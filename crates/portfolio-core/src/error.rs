//! Error types for the portfolio site

use thiserror::Error;

use crate::typing::TypingError;

/// Main error type for loading and validating portfolio content
#[derive(Error, Debug)]
pub enum PortfolioError {
    /// Content override file could not be read
    #[error("IO error: {0}")]
    Io(#[from] std::io::Error),

    /// Content did not match the expected schema
    #[error("Content format error: {0}")]
    Json(#[from] serde_json::Error),

    /// Two entries of one collection share an identifier
    #[error("Duplicate {collection} id: {id}")]
    DuplicateId {
        collection: &'static str,
        id: String,
    },

    /// Two skills share a name
    #[error("Duplicate skill: {0}")]
    DuplicateSkill(String),

    /// A collection that must have at least one entry is empty
    #[error("Collection must not be empty: {0}")]
    EmptyCollection(&'static str),

    /// Typing effect could not be configured
    #[error("Typing effect error: {0}")]
    Typing(#[from] TypingError),
}

/// Result type alias using PortfolioError
pub type PortfolioResult<T> = Result<T, PortfolioError>;

#[cfg(test)]
mod tests {
    use super::*;

    #[test]
    fn test_error_display() {
        let err = PortfolioError::DuplicateId {
            collection: "project",
            id: "flight-booking".to_string(),
        };
        assert_eq!(format!("{}", err), "Duplicate project id: flight-booking");
    }

    #[test]
    fn test_error_from_io() {
        let io_err = std::io::Error::new(std::io::ErrorKind::NotFound, "file not found");
        let err: PortfolioError = io_err.into();
        assert!(matches!(err, PortfolioError::Io(_)));
    }

    #[test]
    fn test_error_from_typing() {
        let err: PortfolioError = TypingError::NoPhrases.into();
        assert_eq!(
            format!("{}", err),
            "Typing effect error: at least one phrase is required"
        );
    }
}
//! Button Components
//!
//! Button styles used across the site:
//! - Default: filled accent, primary calls to action
//! - Outline: bordered, secondary actions and external links
//! - Ghost: borderless, navigation and tertiary actions
//!
//! [`LinkButton`] renders the same styles on an anchor for navigation,
//! new-tab links and downloads.

use dioxus::prelude::*;

/// Button style variants
#[derive(Clone, Copy, PartialEq, Eq, Debug, Default)]
pub enum ButtonVariant {
    /// Filled accent background
    #[default]
    Default,
    /// Transparent with a border
    Outline,
    /// Transparent, no border until hover
    Ghost,
}

impl ButtonVariant {
    /// Returns the CSS class for this variant
    pub fn class(&self) -> &'static str {
        match self {
            ButtonVariant::Default => "btn-default",
            ButtonVariant::Outline => "btn-outline",
            ButtonVariant::Ghost => "btn-ghost",
        }
    }
}

#[derive(Clone, Copy, PartialEq, Eq, Debug, Default)]
pub enum ButtonSize {
    Sm,
    #[default]
    Md,
    Lg,
    Icon,
}

impl ButtonSize {
    pub fn class(&self) -> &'static str {
        match self {
            ButtonSize::Sm => "btn-sm",
            ButtonSize::Md => "btn-md",
            ButtonSize::Lg => "btn-lg",
            ButtonSize::Icon => "btn-icon",
        }
    }
}

/// Join the base, variant, size and any extra classes
pub fn button_class(variant: ButtonVariant, size: ButtonSize, extra: Option<&str>) -> String {
    let mut class = format!("btn {} {}", variant.class(), size.class());
    if let Some(extra) = extra.filter(|e| !e.is_empty()) {
        class.push(' ');
        class.push_str(extra);
    }
    class
}

/// Properties for the Button component
#[derive(Clone, PartialEq, Props)]
pub struct ButtonProps {
    /// Visual style variant
    #[props(default)]
    pub variant: ButtonVariant,
    #[props(default)]
    pub size: ButtonSize,
    /// Button content (text, icons, etc.)
    pub children: Element,
    /// Click handler
    #[props(default)]
    pub onclick: Option<EventHandler<()>>,
    /// Whether the button is disabled
    #[props(default = false)]
    pub disabled: bool,
    /// Accessible label when the content is not descriptive
    #[props(default)]
    pub aria_label: Option<String>,
    /// Optional additional CSS classes
    #[props(default)]
    pub class: Option<String>,
}

/// Styled button component
///
/// # Example
///
/// ```rust,ignore
/// rsx! {
///     Button {
///         variant: ButtonVariant::Default,
///         size: ButtonSize::Sm,
///         disabled: running,
///         onclick: move |_| start_demo(),
///         "Run"
///     }
/// }
/// ```
#[component]
pub fn Button(props: ButtonProps) -> Element {
    let full_class = button_class(props.variant, props.size, props.class.as_deref());

    rsx! {
        button {
            class: "{full_class}",
            r#type: "button",
            disabled: props.disabled,
            "aria-label": props.aria_label.clone(),
            onclick: move |_| {
                if let Some(handler) = &props.onclick {
                    handler.call(());
                }
            },
            {props.children}
        }
    }
}

/// Properties for the LinkButton component
#[derive(Clone, PartialEq, Props)]
pub struct LinkButtonProps {
    pub href: String,
    #[props(default)]
    pub variant: ButtonVariant,
    #[props(default)]
    pub size: ButtonSize,
    /// Open in a new browsing context
    #[props(default = false)]
    pub external: bool,
    /// Download with this file name instead of navigating
    #[props(default)]
    pub download: Option<String>,
    #[props(default)]
    pub class: Option<String>,
    pub children: Element,
}

/// Anchor styled as a button
///
/// # Example
///
/// ```rust,ignore
/// rsx! {
///     LinkButton {
///         href: "/resume.pdf".to_string(),
///         variant: ButtonVariant::Outline,
///         external: true,
///         "Open"
///     }
/// }
/// ```
#[component]
pub fn LinkButton(props: LinkButtonProps) -> Element {
    let full_class = button_class(props.variant, props.size, props.class.as_deref());
    let external = props.external;

    rsx! {
        a {
            class: "{full_class}",
            href: "{props.href}",
            target: external.then_some("_blank"),
            rel: external.then_some("noopener noreferrer"),
            download: props.download.clone(),
            {props.children}
        }
    }
}

/// Icon button for compact actions (close, menu, etc.)
#[derive(Clone, PartialEq, Props)]
pub struct IconButtonProps {
    /// The icon content (character or element)
    pub children: Element,
    /// Click handler
    pub onclick: EventHandler<()>,
    /// Accessible label for screen readers
    pub aria_label: String,
    /// Optional additional CSS classes
    #[props(default)]
    pub class: Option<String>,
}

#[component]
pub fn IconButton(props: IconButtonProps) -> Element {
    let extra_class = props.class.as_deref().unwrap_or("");
    let full_class = if extra_class.is_empty() {
        "icon-btn".to_string()
    } else {
        format!("icon-btn {}", extra_class)
    };

    rsx! {
        button {
            class: "{full_class}",
            r#type: "button",
            "aria-label": "{props.aria_label}",
            onclick: move |_| props.onclick.call(()),
            {props.children}
        }
    }
}

/// Close button with X icon
#[component]
pub fn CloseButton(onclick: EventHandler<()>) -> Element {
    rsx! {
        IconButton {
            onclick: onclick,
            aria_label: "Close".to_string(),
            class: "close-btn".to_string(),
            "\u{00D7}"
        }
    }
}

#[cfg(test)]
mod tests {
    use super::*;

    #[test]
    fn button_variant_classes() {
        assert_eq!(ButtonVariant::Default.class(), "btn-default");
        assert_eq!(ButtonVariant::Outline.class(), "btn-outline");
        assert_eq!(ButtonVariant::Ghost.class(), "btn-ghost");
    }

    #[test]
    fn button_variant_default() {
        assert_eq!(ButtonVariant::default(), ButtonVariant::Default);
        assert_eq!(ButtonSize::default(), ButtonSize::Md);
    }

    #[test]
    fn button_class_joins_parts() {
        assert_eq!(
            button_class(ButtonVariant::Outline, ButtonSize::Sm, None),
            "btn btn-outline btn-sm"
        );
        assert_eq!(
            button_class(ButtonVariant::Ghost, ButtonSize::Lg, Some("hero-cta")),
            "btn btn-ghost btn-lg hero-cta"
        );
        assert_eq!(
            button_class(ButtonVariant::Default, ButtonSize::Icon, Some("")),
            "btn btn-default btn-icon"
        );
    }
}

==*==

> _DIRECTIONS_
Each line of the material must be copied exactly.

> _OUTPUT_
filename crates/portfolio-core/src/error.rs
//! Error types for the portfolio site

use thiserror::Error;

use crate::typing::TypingError;

/// Main error type for loading and validating portfolio content
#[derive(Error, Debug)]
pub enum PortfolioError {
    /// Content override file could not be read
    #[error("IO error: {0}")]
    Io(#[from] std::io::Error),

    /// Content did not match the expected schema
    #[error("Content format error: {0}")]
    Json(#[from] serde_json::Error),

    /// Two entries of one collection share an identifier
    #[error("Duplicate {collection} id: {id}")]
    DuplicateId {
        collection: &'static str,
        id: String,
    },

    /// Two skills share a name
    #[error("Duplicate skill: {0}")]
    DuplicateSkill(String),

    /// A collection that must have at least one entry is empty
    #[error("Collection must not be empty: {0}")]
    EmptyCollection(&'static str),

    /// Typing effect could not be configured
    #[error("Typing effect error: {0}")]
    Typing(#[from] TypingError),
}

/// Result type alias using PortfolioError
pub type PortfolioResult<T> = Result<T, PortfolioError>;

#[cfg(test)]
mod tests {
    use super::*;

    #[test]
    fn test_error_display() {
        let err = PortfolioError::DuplicateId {
            collection: "project",
            id: "flight-booking".to_string(),
        };
        assert_eq!(format!("{}", err), "Duplicate project id: flight-booking");
    }

    #[test]
    fn test_error_from_io() {
        let io_err = std::io::Error::new(std::io::ErrorKind::NotFound, "file not found");
        let err: PortfolioError = io_err.into();
        assert!(matches!(err, PortfolioError::Io(_)));
    }

    #[test]
    fn test_error_from_typing() {
        let err: PortfolioError = TypingError::NoPhrases.into();
        assert_eq!(
            format!("{}", err),
            "Typing effect error: at least one phrase is required"
        );
    }
}
//! Button Components
//!
//! Button styles used across the site:
//! - Default: filled accent, primary calls to action
//! - Outline: bordered, secondary actions and external links
//! - Ghost: borderless, navigation and tertiary actions
//!
//! [`LinkButton`] renders the same styles on an anchor for navigation,
//! new-tab links and downloads.

use dioxus::prelude::*;

/// Button style variants
#[derive(Clone, Copy, PartialEq, Eq, Debug, Default)]
pub enum ButtonVariant {
    /// Filled accent background
    #[default]
    Default,
    /// Transparent with a border
    Outline,
    /// Transparent, no border until hover
    Ghost,
}

impl ButtonVariant {
    /// Returns the CSS class for this variant
    pub fn class(&self) -> &'static str {
        match self {
            ButtonVariant::Default => "btn-default",
            ButtonVariant::Outline => "btn-outline",
            ButtonVariant::Ghost => "btn-ghost",
        }
    }
}

#[derive(Clone, Copy, PartialEq, Eq, Debug, Default)]
pub enum ButtonSize {
    Sm,
    #[default]
    Md,
    Lg,
    Icon,
}

impl ButtonSize {
    pub fn class(&self) -> &'static str {
        match self {
            ButtonSize::Sm => "btn-sm",
            ButtonSize::Md => "btn-md",
            ButtonSize::Lg => "btn-lg",
            ButtonSize::Icon => "btn-icon",
        }
    }
}

/// Join the base, variant, size and any extra classes
pub fn button_class(variant: ButtonVariant, size: ButtonSize, extra: Option<&str>) -> String {
    let mut class = format!("btn {} {}", variant.class(), size.class());
    if let Some(extra) = extra.filter(|e| !e.is_empty()) {
        class.push(' ');
        class.push_str(extra);
    }
    class
}

/// Properties for the Button component
#[derive(Clone, PartialEq, Props)]
pub struct ButtonProps {
    /// Visual style variant
    #[props(default)]
    pub variant: ButtonVariant,
    #[props(default)]
    pub size: ButtonSize,
    /// Button content (text, icons, etc.)
    pub children: Element,
    /// Click handler
    #[props(default)]
    pub onclick: Option<EventHandler<()>>,
    /// Whether the button is disabled
    #[props(default = false)]
    pub disabled: bool,
    /// Accessible label when the content is not descriptive
    #[props(default)]
    pub aria_label: Option<String>,
    /// Optional additional CSS classes
    #[props(default)]
    pub class: Option<String>,
}

/// Styled button component
///
/// # Example
///
/// ```rust,ignore
/// rsx! {
///     Button {
///         variant: ButtonVariant::Default,
///         size: ButtonSize::Sm,
///         disabled: running,
///         onclick: move |_| start_demo(),
///         "Run"
///     }
/// }
/// ```
#[component]
pub fn Button(props: ButtonProps) -> Element {
    let full_class = button_class(props.variant, props.size, props.class.as_deref());

    rsx! {
        button {
            class: "{full_class}",
            r#type: "button",
            disabled: props.disabled,
            "aria-label": props.aria_label.clone(),
            onclick: move |_| {
                if let Some(handler) = &props.onclick {
                    handler.call(());
                }
            },
            {props.children}
        }
    }
}

/// Properties for the LinkButton component
#[derive(Clone, PartialEq, Props)]
pub struct LinkButtonProps {
    pub href: String,
    #[props(default)]
    pub variant: ButtonVariant,
    #[props(default)]
    pub size: ButtonSize,
    /// Open in a new browsing context
    #[props(default = false)]
    pub external: bool,
    /// Download with this file name instead of navigating
    #[props(default)]
    pub download: Option<String>,
    #[props(default)]
    pub class: Option<String>,
    pub children: Element,
}

/// Anchor styled as a button
///
/// # Example
///
/// ```rust,ignore
/// rsx! {
///     LinkButton {
///         href: "/resume.pdf".to_string(),
///         variant: ButtonVariant::Outline,
///         external: true,
///         "Open"
///     }
/// }
/// ```
#[component]
pub fn LinkButton(props: LinkButtonProps) -> Element {
    let full_class = button_class(props.variant, props.size, props.class.as_deref());
    let external = props.external;

    rsx! {
        a {
            class: "{full_class}",
            href: "{props.href}",
            target: external.then_some("_blank"),
            rel: external.then_some("noopener noreferrer"),
            download: props.download.clone(),
            {props.children}
        }
    }
}

/// Icon button for compact actions (close, menu, etc.)
#[derive(Clone, PartialEq, Props)]
pub struct IconButtonProps {
    /// The icon content (character or element)
    pub children: Element,
    /// Click handler
    pub onclick: EventHandler<()>,
    /// Accessible label for screen readers
    pub aria_label: String,
    /// Optional additional CSS classes
    #[props(default)]
    pub class: Option<String>,
}

#[component]
pub fn IconButton(props: IconButtonProps) -> Element {
    let extra_class = props.class.as_deref().unwrap_or("");
    let full_class = if extra_class.is_empty() {
        "icon-btn".to_string()
    } else {
        format!("icon-btn {}", extra_class)
    };

    rsx! {
        button {
            class: "{full_class}",
            r#type: "button",
            "aria-label": "{props.aria_label}",
            onclick: move |_| props.onclick.call(()),
            {props.children}
        }
    }
}

/// Close button with X icon
#[component]
pub fn CloseButton(onclick: EventHandler<()>) -> Element {
    rsx! {
        IconButton {
            onclick: onclick,
            aria_label: "Close".to_string(),
            class: "close-btn".to_string(),
            "\u{00D7}"
        }
    }
}

#[cfg(test)]
mod tests {
    use super::*;

    #[test]
    fn button_variant_classes() {
        assert_eq!(ButtonVariant::Default.class(), "btn-default");
        assert_eq!(ButtonVariant::Outline.class(), "btn-outline");
        assert_eq!(ButtonVariant::Ghost.class(), "btn-ghost");
    }

    #[test]
    fn button_variant_default() {
        assert_eq!(ButtonVariant::default(), ButtonVariant::Default);
        assert_eq!(ButtonSize::default(), ButtonSize::Md);
    }

    #[test]
    fn button_class_joins_parts() {
        assert_eq!(
            button_class(ButtonVariant::Outline, ButtonSize::Sm, None),
            "btn btn-outline btn-sm"
        );
        assert_eq!(
            button_class(ButtonVariant::Ghost, ButtonSize::Lg, Some("hero-cta")),
            "btn btn-ghost btn-lg hero-cta"
        );
        assert_eq!(
            button_class(ButtonVariant::Default, ButtonSize::Icon, Some("")),
            "btn btn-default btn-icon"
        );
    }
}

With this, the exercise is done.